Rogers, now making a living as an artist and traveling the countryside in a conversion van, is inspired by his father's story to sketch a superhero. He is critically injured from an attempt on his life.

He is administered an experimental serum called the FLAG formula, an acronym for "Full Latent Ability Gain" — a kind of "super-steroid" — which Rogers' father had developed from his own glands. The formula saves his life and enhances his strength and reflexes. These new abilities inspire Dr. Simon Mills (Len Birman), the research biochemist and intelligence official behind FLAG, to recruit Steve and give him a costume based on his drawing.
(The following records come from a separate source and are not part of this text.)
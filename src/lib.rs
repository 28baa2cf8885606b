//! Tilesmith library.
//!
//! Tile metadata and animation resolution for tile-based 2D games: tileset
//! indexing, looping/holding animation tracks, and world-space collision
//! shapes. The [`tiles`] module is plain data; the ECS components,
//! resources, systems and events build on it.

pub mod components;
pub mod engine;
pub mod error;
pub mod events;
pub mod resources;
pub mod systems;
pub mod tiles;
//! Hold-frame notifications.
//!
//! When an instance's [`AnimationCursor`] parks on a hold frame, the
//! animation system triggers an [`AnimationHeldEvent`] once. Gameplay code
//! observes it to decide which track to switch to next (for example, leave an
//! idle pose once input arrives).
//!
//! # Example
//!
//! ```ignore
//! world.add_observer(|trigger: On<AnimationHeldEvent>| {
//!     let event = trigger.event();
//!     log::info!("{:?} holds on tile {}", event.entity, event.tile);
//! });
//! ```
//!
//! [`AnimationCursor`]: crate::components::animation::AnimationCursor

use bevy_ecs::prelude::*;

use crate::tiles::{LocalId, TilesetId};

/// Emitted when playback reaches a hold frame.
#[derive(Event, Debug, Clone, PartialEq, Eq)]
pub struct AnimationHeldEvent {
    pub entity: Entity,
    /// Tileset of the held tile, which is the track's tileset.
    pub tileset: TilesetId,
    pub tile: LocalId,
}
It is revealed that the villain intends to destroy a community with a neutron bomb. When Captain America stops the truck transporting it and diverts an exhaust into the trailer to subdue any guards inside, he finds out that the villain was inside wearing a deadman's switch detonator to the bomb measuring his heartbeat and is seriously affected by carbon monoxide poisoning. Captain America and Dr. Mills have to apply emergency first aid and are successful in keeping the villain alive so that the detonator can be safely removed.

Rogers decides to become the same Captain America his father had been, donning a uniform identical to the one his father had worn: the "classic" Captain America uniform.

==Production==
In 1978, Universal under the direction of executive Frank Price obtained the rights to the Marvel Comics characters Namor the Sub-Mariner, The Human Torch, Hulk, Captain America, and Doctor Strange to develop the properties as potential television projects. Among these, The Human Torch was scrapped due to internal concerns that younger viewers would attempt to mimic the character through self-immolation and Namor the Sub-Mariner was scrapped due to perceived similarities to Man from Atlantis. As for the remaining projects, The Incredible Hulk managed to become an ongoing series, Doctor Strange would appear in the television film Dr. Strange, and Captain America would serve as the basis for the 1979 television films Captain America and Captain America II: Death Too Soon.

The motorcycle Captain America uses in the movie was a Yamaha XT 500 designed by Reb Brown's stunt double Gary Davis which was fitted with fiberglass and wheel covers to give it a suitable look for the character.

==Release==
The film premiered on CBS in the United States on January 19, 1979. The film was released on home video on April 20, 1994.

The film was released theatrically in Colombia in 1981.

==Reception==
The movie received a mixed reception from critics.

In a 2023, director Rod Holcomb reflected on his experience directing Captain America stating:

It was devastating, people wanted to fire me, I never, I shot it for the studio, I shot it for the network, I shot it for my friend who gave me the job. I never once shot any one frame for myself. Never one frame for myself.

Ultimately, CBS didn't fire Holcomb, and he continued to have a lengthy career as a television director.

==Adaptation of elements in other media==
The elements of the TV movies were slightly emulated in the Captain America comic book series.

In issue #237, Rogers establishes himself as a commercial artist. Although his professional career has waxed and waned in its depiction, it is permanently established in later works like The Adventures of Captain America that Rogers was a Fine Arts student specializing in illustration in the 1930s, working in the Works Progress Administration's Federal Arts Project before he was recruited into Project Rebirth.

In issue #259, a young man that Captain America redeemed from associating with a criminal gang built a custom high-performance motorcycle in gratitude, which became a signature vehicle of the character for years. Apart from having considerable speed, the design is standard apart from its American Flag paint motif.

In issue #318, Rogers receives a specially customized conversion van courtesy of King T'Challa of Wakanda, aka The Black Panther. The van has special communications equipment, an extendable periscope, a sleeping bunk when Rogers is travelling, a special frame so Rogers can launch from the van while riding his motorcycle, and has a special paint that can instantly change colors when Rogers desires it for stealth purposes.